Even if that is true, it is irrelevant. He never claimed that C++ had all the possible high-level features, and anyway you should know that such a claim would be false for any language because we cannot know whether there are undiscovered high-level features.
> Hmm … a memory block containing the class is no representation? A vtable
> containing pointers which are required for implementing classes is not part of
> their representation? Maybe we have incompatible semantics for “representation” 😉
It was a bad choice of words on his part, but you do not have to compound the problem. A virtual function table, which is a common method of implementing overloaded virtual functions, is only necessary for each class that actually contains virtual functions. A virtual function table is not “required for implementing classes,” but only “required for implementing classes that contain at least one virtual member function or are derived from at least one class containing at least one virtual member function.”
Even then the compiler has the option to inline calls to virtual functions if the exact type of the object is known at the time of the call.
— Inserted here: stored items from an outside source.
// Copyright (c) 2024-2025 Jesse Morgan / Morgan Forge
// SPDX-License-Identifier: AGPL-3.0-or-later

//! JSON-RPC transport to the aria2 engine.
//!
//! One call is one HTTP POST carrying one JSON-RPC 2.0 request. There is no
//! batching and no multiplexing; a transport owns nothing mutable besides the
//! HTTP client, so a single instance can be shared across threads.

use std::fmt;
use std::str::FromStr;
use std::time::Duration;

use serde::{Deserialize, Serialize};
use serde_json::Value;

use super::error::{RpcError, RpcResult};
use crate::utils::mask_secret;

/// JSON-RPC protocol tag.
pub const JSONRPC_VERSION: &str = "2.0";

/// Base delay for exponential backoff (milliseconds).
const RETRY_BASE_DELAY_MS: u64 = 500;

/// Maximum delay for exponential backoff (milliseconds).
const RETRY_MAX_DELAY_MS: u64 = 10_000;

/// Longest response body kept in an [`RpcError::Http`].
const MAX_ERROR_BODY: usize = 512;

/// Anything that can carry a single engine call.
///
/// `params` excludes the authentication token; implementations prefix it.
/// On success the `result` member of the response envelope is returned.
pub trait Transport {
    fn call(&self, method: &str, params: Vec<Value>) -> RpcResult<Value>;
}

impl<T: Transport + ?Sized> Transport for &T {
    fn call(&self, method: &str, params: Vec<Value>) -> RpcResult<Value> {
        (**self).call(method, params)
    }
}

impl<T: Transport + ?Sized> Transport for std::sync::Arc<T> {
    fn call(&self, method: &str, params: Vec<Value>) -> RpcResult<Value> {
        (**self).call(method, params)
    }
}

/// URL scheme of the engine endpoint.
#[derive(Debug, Clone, Copy, PartialEq, Eq, Serialize, Deserialize)]
#[serde(rename_all = "lowercase")]
pub enum Scheme {
    Http,
    Https,
    Ws,
    Wss,
}

impl Scheme {
    pub fn as_str(&self) -> &'static str {
        match self {
            Self::Http => "http",
            Self::Https => "https",
            Self::Ws => "ws",
            Self::Wss => "wss",
        }
    }

    pub fn is_secure(&self) -> bool {
        matches!(self, Self::Https | Self::Wss)
    }

    /// The engine serves HTTP and WebSocket RPC on the same port and path,
    /// so stream schemes are posted to as their request counterpart.
    pub fn request_scheme(&self) -> &'static str {
        if self.is_secure() {
            "https"
        } else {
            "http"
        }
    }
}

impl fmt::Display for Scheme {
    fn fmt(&self, f: &mut fmt::Formatter<'_>) -> fmt::Result {
        f.write_str(self.as_str())
    }
}

impl FromStr for Scheme {
    type Err = String;

    fn from_str(s: &str) -> Result<Self, Self::Err> {
        match s.trim().to_ascii_lowercase().as_str() {
            "http" => Ok(Self::Http),
            "https" => Ok(Self::Https),
            "ws" => Ok(Self::Ws),
            "wss" => Ok(Self::Wss),
            other => Err(format!(
                "unknown protocol '{}' (expected http, https, ws or wss)",
                other
            )),
        }
    }
}

/// Everything needed to reach one engine.
///
/// Immutable once built: a settings change means building a new descriptor
/// and a new transport, never patching a live one.
#[derive(Clone, PartialEq, Eq)]
pub struct ConnectionDescriptor {
    host: String,
    port: u16,
    path: String,
    scheme: Scheme,
    secret: String,
    timeout: Duration,
    retries: u32,
}

impl ConnectionDescriptor {
    /// Build a descriptor. The timeout is mandatory; retries default to 0.
    pub fn new(
        host: impl Into<String>,
        port: u16,
        path: impl Into<String>,
        scheme: Scheme,
        secret: impl Into<String>,
        timeout: Duration,
    ) -> Self {
        Self {
            host: host.into(),
            port,
            path: path.into(),
            scheme,
            secret: secret.into(),
            timeout,
            retries: 0,
        }
    }

    /// Allow up to `retries` extra attempts for retryable transport faults.
    pub fn with_retries(mut self, retries: u32) -> Self {
        self.retries = retries;
        self
    }

    pub fn host(&self) -> &str {
        &self.host
    }

    pub fn port(&self) -> u16 {
        self.port
    }

    pub fn path(&self) -> &str {
        &self.path
    }

    pub fn scheme(&self) -> Scheme {
        self.scheme
    }

    pub fn secret(&self) -> &str {
        &self.secret
    }

    pub fn timeout(&self) -> Duration {
        self.timeout
    }

    pub fn retries(&self) -> u32 {
        self.retries
    }

    /// URL the requests are posted to.
    pub fn endpoint(&self) -> String {
        let host = if self.host.contains(':') && !self.host.starts_with('[') {
            format!("[{}]", self.host)
        } else {
            self.host.clone()
        };
        format!("{}://{}:{}{}", self.scheme.request_scheme(), host, self.port, self.path)
    }

    /// Authentication parameter prefixed to every call. An empty secret still
    /// yields `"token:"`, which an engine without `rpc-secret` accepts.
    pub fn token(&self) -> String {
        format!("token:{}", self.secret)
    }
}

impl fmt::Debug for ConnectionDescriptor {
    fn fmt(&self, f: &mut fmt::Formatter<'_>) -> fmt::Result {
        f.debug_struct("ConnectionDescriptor")
            .field("host", &self.host)
            .field("port", &self.port)
            .field("path", &self.path)
            .field("scheme", &self.scheme)
            .field("secret", &mask_secret(&self.secret))
            .field("timeout", &self.timeout)
            .field("retries", &self.retries)
            .finish()
    }
}

/// Outbound envelope.
#[derive(Debug, Clone, Serialize)]
pub struct RpcRequest<'a> {
    pub jsonrpc: &'static str,
    pub method: &'a str,
    pub params: Vec<Value>,
    pub id: String,
}

impl<'a> RpcRequest<'a> {
    pub fn new(method: &'a str, params: Vec<Value>, id: impl Into<String>) -> Self {
        Self {
            jsonrpc: JSONRPC_VERSION,
            method,
            params,
            id: id.into(),
        }
    }
}

/// Error descriptor carried by a failed response.
#[derive(Debug, Clone, Deserialize, PartialEq)]
pub struct RpcErrorBody {
    pub code: i64,
    #[serde(default)]
    pub message: String,
}

/// Inbound envelope.
#[derive(Debug, Clone, Deserialize)]
pub struct RpcResponse {
    #[serde(default)]
    pub jsonrpc: Option<String>,
    #[serde(default)]
    pub result: Option<Value>,
    #[serde(default)]
    pub error: Option<RpcErrorBody>,
    #[serde(default)]
    pub id: Option<Value>,
}

impl RpcResponse {
    /// Resolve the envelope against the identifier the request was sent with.
    pub fn into_result(self, expected_id: &str) -> RpcResult<Value> {
        if let Some(err) = self.error {
            return Err(RpcError::Fault {
                code: err.code,
                message: err.message,
            });
        }

        if let Some(Value::String(id)) = &self.id {
            if id != expected_id {
                return Err(RpcError::Decode(format!(
                    "response id '{}' does not match request id '{}'",
                    id, expected_id
                )));
            }
        }

        self.result.ok_or_else(|| {
            RpcError::Decode("response carries neither result nor error".to_string())
        })
    }
}

/// Turn an HTTP status and body into the call outcome.
///
/// The engine answers rejected calls with a 4xx status *and* an error
/// envelope; those stay protocol faults. A non-2xx status without an error
/// envelope is a transport fault.
pub fn decode_response(status: u16, body: &str, expected_id: &str) -> RpcResult<Value> {
    let parsed = serde_json::from_str::<RpcResponse>(body);

    if !(200..300).contains(&status) {
        return match parsed {
            Ok(envelope) if envelope.error.is_some() => envelope.into_result(expected_id),
            _ => Err(RpcError::Http {
                status,
                body: truncate(body, MAX_ERROR_BODY),
            }),
        };
    }

    parsed
        .map_err(|e| RpcError::Decode(format!("malformed envelope: {}", e)))?
        .into_result(expected_id)
}

fn truncate(body: &str, max: usize) -> String {
    let body = body.trim();
    if body.len() <= max {
        return body.to_string();
    }
    let mut end = max;
    while !body.is_char_boundary(end) {
        end -= 1;
    }
    format!("{}...", &body[..end])
}

/// Exponential backoff: 500ms, 1000ms, 2000ms, ... capped at 10s.
fn backoff_delay(attempt: u32) -> Duration {
    let factor = 1u64.checked_shl(attempt).unwrap_or(u64::MAX);
    let delay = RETRY_BASE_DELAY_MS.saturating_mul(factor).min(RETRY_MAX_DELAY_MS);
    Duration::from_millis(delay)
}

/// Blocking HTTP(S) transport.
#[derive(Debug, Clone)]
pub struct HttpTransport {
    descriptor: ConnectionDescriptor,
    endpoint: String,
    client: reqwest::blocking::Client,
}

impl HttpTransport {
    /// Build a transport for `descriptor`. No request is sent.
    pub fn new(descriptor: ConnectionDescriptor) -> RpcResult<Self> {
        let client = reqwest::blocking::Client::builder()
            .timeout(descriptor.timeout())
            .connect_timeout(descriptor.timeout())
            .pool_max_idle_per_host(0)
            .user_agent(concat!("ariadeck/", env!("CARGO_PKG_VERSION")))
            .build()
            .map_err(|e| RpcError::Setup(e.to_string()))?;

        Ok(Self {
            endpoint: descriptor.endpoint(),
            descriptor,
            client,
        })
    }

    pub fn descriptor(&self) -> &ConnectionDescriptor {
        &self.descriptor
    }

    pub fn endpoint(&self) -> &str {
        &self.endpoint
    }

    fn call_once(&self, method: &str, params: &[Value]) -> RpcResult<Value> {
        let id = format!("{:016x}", rand::random::<u64>());

        let mut full_params = Vec::with_capacity(params.len() + 1);
        full_params.push(Value::String(self.descriptor.token()));
        full_params.extend(params.iter().cloned());
        let request = RpcRequest::new(method, full_params, id.as_str());

        tracing::debug!(
            method,
            endpoint = %self.endpoint,
            token = %mask_secret(self.descriptor.secret()),
            id = %id,
            "engine call"
        );

        let response = self
            .client
            .post(&self.endpoint)
            .json(&request)
            .send()
            .map_err(|e| RpcError::from_reqwest(e, &self.endpoint))?;

        let status = response.status().as_u16();
        let body = response
            .text()
            .map_err(|e| RpcError::from_reqwest(e, &self.endpoint))?;

        decode_response(status, &body, &id)
    }
}

impl Transport for HttpTransport {
    fn call(&self, method: &str, params: Vec<Value>) -> RpcResult<Value> {
        let mut attempt = 0;
        loop {
            match self.call_once(method, &params) {
                Err(err) if err.is_retryable() && attempt < self.descriptor.retries() => {
                    let delay = backoff_delay(attempt);
                    tracing::debug!(
                        "Retry attempt {} for {} after {}ms delay ({})",
                        attempt + 1,
                        method,
                        delay.as_millis(),
                        err
                    );
                    std::thread::sleep(delay);
                    attempt += 1;
                }
                outcome => return outcome,
            }
        }
    }
}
Why is this important? Because even though those member functions have been declared virtual, we may not want them to be overridden throughout the entire program. Perhaps we only want the polymorphic behavior in one specific part of the program; we should not have to bear the cost of going through the virtual function table in the parts that do not need the polymorphic behavior.
Example of a virtual function call that can be safely inlined:
class object { public: virtual void do_something () {} }
int main ()
{
object o;
o.do_something ();
}
“He is speaking about the overhead relative to the functionally equivalent Standard C code, most likely because that is the camp from where most arguments against C++’s supposed bad performance come. ”
Yes, I have misunderstood this. Thanks.
Well, GDB does this too, via the ‘catch throw’ command. And additional clarification to the guy who mentioned COM and Qt Moc. They’re two different things, and neither have any real relevence to C++ language features. COM and XPCOM are simply additional mechanisms on top of C++. All COM classes are just regular C++ classes and COM interfaces are regular abstract base classes. C++ provides the language support necessary to dynamically introduce code into a program (thanks to virtual functions) while the COM provides a mechanism to find and load that code. Since the scope of COM is so large and OS-specific, it doesn’t really belong in the core language anyway. Now, if something like COM wasn’t possible within the standard C++ language, then that would truely indicate a weakness of the language. As it stands, it indicates a strength. As for Qt’s Moc, it exists largely because support for standard C++ wasn’t widespread enough when Qt was written. Visual C++, one of Qt’s prime targets, only got decent support for templates in 7.0, and you really need to wait for 7.1 (which is in testing right now) to fully resolve template issues. If the full language had been available for Qt to use, they could have implemented most of the functionality provided by Moc entirely within the core language. LibSigC++ is an example of a library that does just this.
what would be the estimated overall gain on a 3.2 BeOS compiled, over the current 2.9 one?
The overall gain would probably be fairly minimal, like 10-15% BeOS code doesn’t use a lot of complex C++ (basically C with classes and some virtual functions) and operating system level code in general is almost totally algorithm dependent, rather than optimization dependent.